§ ACTIVITY
Copy exactly the lines of the material below, starting with the first and including the line that holds "pub fn with_rpc_url(mut".
Start of INFORMATION
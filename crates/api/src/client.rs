//! Unified client over the chain reader, writer and router.

use std::sync::Arc;

use alloy::primitives::{Address, U256};
use exa_credit_contracts::provider::{connect, connect_read_only};
use exa_credit_sim::{HyperbolicCurve, InstallmentCalculator, InstallmentPlan, MarketSnapshot};

use crate::config::{RouterConfig, SettlementConfig};
use crate::error::{ApiError, Result};
use crate::proposal::{preview_roll_debt, read_proposals, ProposalView, RollDebtPreview};
use crate::reader::{ChainReader, RpcChainReader};
use crate::router::LifiRouter;
use crate::session::SettlementSession;
use crate::settlement::RpcChainWriter;

/// Configuration for [`ExaClient`].
#[derive(Debug, Clone, Default)]
pub struct ExaClientConfig {
    /// RPC URL for on-chain reads and writes.
    pub rpc_url: Option<String>,
    /// Private key of the account owner, for writes.
    pub private_key: Option<String>,
    pub router: RouterConfig,
    pub settlement: SettlementConfig,
}

impl ExaClientConfig {
    /// Create a new configuration with default values.
    pub fn new() -> Self {
        Self::default()
    }

    /// Set the RPC URL.
    pub fn with_rpc_url(mut self, rpc_url: impl Into<String>) -> Self {
        self.rpc_url = Some(rpc_url.into());
        self
    }

    /// Set the private key.
    pub fn with_private_key(mut self, private_key: impl Into<String>) -> Self {
        self.private_key = Some(private_key.into());
        self
    }

    pub fn with_router_config(mut self, config: RouterConfig) -> Self {
        self.router = config;
        self
    }

    pub fn with_settlement_config(mut self, config: SettlementConfig) -> Self {
        self.settlement = config;
        self
    }
}

/// Entry point for reading credit state and opening repayment sessions.
///
/// Reads need an RPC URL; sessions additionally need a private key.
///
/// ```no_run
/// use exa_credit_api::{ExaClient, ExaClientConfig, SettlementConfig};
/// use alloy::primitives::{address, U256};
///
/// #[tokio::main]
/// async fn main() -> Result<(), exa_credit_api::ApiError> {
///     let settlement = SettlementConfig::new(
///         address!("6926B434CCe9b5b7966aE1BfEef6D0A7DCF3A8bb"),
///         address!("0b2C639c533813f4Aa9D7837CAf62653d097Ff85"),
///     );
///     let client = ExaClient::with_config(
///         ExaClientConfig::new()
///             .with_rpc_url("https://mainnet.optimism.io")
///             .with_settlement_config(settlement),
///     )?;
///
///     let plan = client.installments(U256::from(100_000_000u64), None).await?;
///     for option in &plan.installments {
///         let _ = (option.count, option.rate);
///     }
///     Ok(())
/// }
/// ```
pub struct ExaClient {
    config: ExaClientConfig,
    reader: Arc<RpcChainReader>,
    writer: Option<Arc<RpcChainWriter>>,
    router: Arc<LifiRouter>,
    signer: Option<Address>,
}

impl ExaClient {
    /// Create a client with custom configuration.
    ///
    /// If a private key is provided, transaction support is enabled.
    pub fn with_config(config: ExaClientConfig) -> Result<Self> {
        let rpc_url = config
            .rpc_url
            .as_deref()
            .ok_or_else(|| ApiError::InvalidConfig("missing RPC URL".to_string()))?;
        let router = Arc::new(LifiRouter::with_config(config.router.clone())?);

        let (reader, writer, signer) = match &config.private_key {
            Some(private_key) => {
                let (provider, signer) = connect(rpc_url, private_key)?;
                let reader = RpcChainReader::new(provider.clone(), config.settlement.clone());
                let writer = RpcChainWriter::new(provider, signer, config.settlement.clone());
                (reader, Some(Arc::new(writer)), Some(signer))
            }
            None => {
                let provider = connect_read_only(rpc_url)?;
                (RpcChainReader::new(provider, config.settlement.clone()), None, None)
            }
        };

        Ok(Self {
            config,
            reader: Arc::new(reader),
            writer,
            router,
            signer,
        })
    }

    pub fn config(&self) -> &ExaClientConfig {
        &self.config
    }

    pub fn reader(&self) -> &RpcChainReader {
        &self.reader
    }

    /// Check if transaction support is configured.
    pub fn has_transaction_support(&self) -> bool {
        self.writer.is_some()
    }

    /// Get the signer's address if transaction support is configured.
    pub fn signer_address(&self) -> Option<Address> {
        self.signer
    }

    /// Latest block timestamp.
    pub async fn chain_time(&self) -> Result<u64> {
        self.reader.chain_time().await
    }

    /// Debt market snapshot, with `account`'s positions when given.
    pub async fn debt_market(&self, account: Option<Address>) -> Result<MarketSnapshot> {
        self.reader
            .read_market_snapshot(self.config.settlement.debt_market, account)
            .await
    }

    /// Installment options for borrowing `principal` now.
    ///
    /// All counts when `count` is `None`.
    pub async fn installments(&self, principal: U256, count: Option<usize>) -> Result<InstallmentPlan> {
        let snapshot = self.debt_market(None).await?;
        let calculator = InstallmentCalculator::new(&snapshot, &HyperbolicCurve);
        let plan = match count {
            Some(count) => calculator.plan(principal, count, snapshot.timestamp)?,
            None => calculator.plan_all(principal, snapshot.timestamp)?,
        };
        Ok(plan)
    }

    /// Pending proposals of `account`.
    pub async fn proposals(&self, account: Address) -> Result<Vec<ProposalView>> {
        let now = self.chain_time().await?;
        read_proposals(
            self.reader.as_ref(),
            account,
            now,
            self.config.settlement.proposal_expiry,
        )
        .await
    }

    /// Cost of rolling `account`'s position at `maturity` forward.
    pub async fn roll_debt_preview(&self, account: Address, maturity: u64) -> Result<RollDebtPreview> {
        let snapshot = self.debt_market(Some(account)).await?;
        preview_roll_debt(self.reader.as_ref(), &snapshot, maturity, snapshot.timestamp).await
    }

    /// Opens a repayment session for `account`'s position at `maturity`.
    pub async fn open_session(&self, account: Address, maturity: u64) -> Result<SettlementSession> {
        let writer = self.writer.clone().ok_or(ApiError::TransactionNotConfigured)?;
        let mut session = SettlementSession::new(
            self.config.settlement.clone(),
            account,
            maturity,
            self.reader.clone(),
            self.router.clone(),
            writer,
        )?;
        session.refresh().await?;
        Ok(session)
    }
}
End of INFORMATION
§ YOUR RESPONSE
filename crates/api/src/client.rs
//! Unified client over the chain reader, writer and router.

use std::sync::Arc;

use alloy::primitives::{Address, U256};
use exa_credit_contracts::provider::{connect, connect_read_only};
use exa_credit_sim::{HyperbolicCurve, InstallmentCalculator, InstallmentPlan, MarketSnapshot};

use crate::config::{RouterConfig, SettlementConfig};
use crate::error::{ApiError, Result};
use crate::proposal::{preview_roll_debt, read_proposals, ProposalView, RollDebtPreview};
use crate::reader::{ChainReader, RpcChainReader};
use crate::router::LifiRouter;
use crate::session::SettlementSession;
use crate::settlement::RpcChainWriter;

/// Configuration for [`ExaClient`].
#[derive(Debug, Clone, Default)]
pub struct ExaClientConfig {
    /// RPC URL for on-chain reads and writes.
    pub rpc_url: Option<String>,
    /// Private key of the account owner, for writes.
    pub private_key: Option<String>,
    pub router: RouterConfig,
    pub settlement: SettlementConfig,
}

impl ExaClientConfig {
    /// Create a new configuration with default values.
    pub fn new() -> Self {
        Self::default()
    }

    /// Set the RPC URL.
    pub fn with_rpc_url(mut self, rpc_url: impl Into<String>) -> Self {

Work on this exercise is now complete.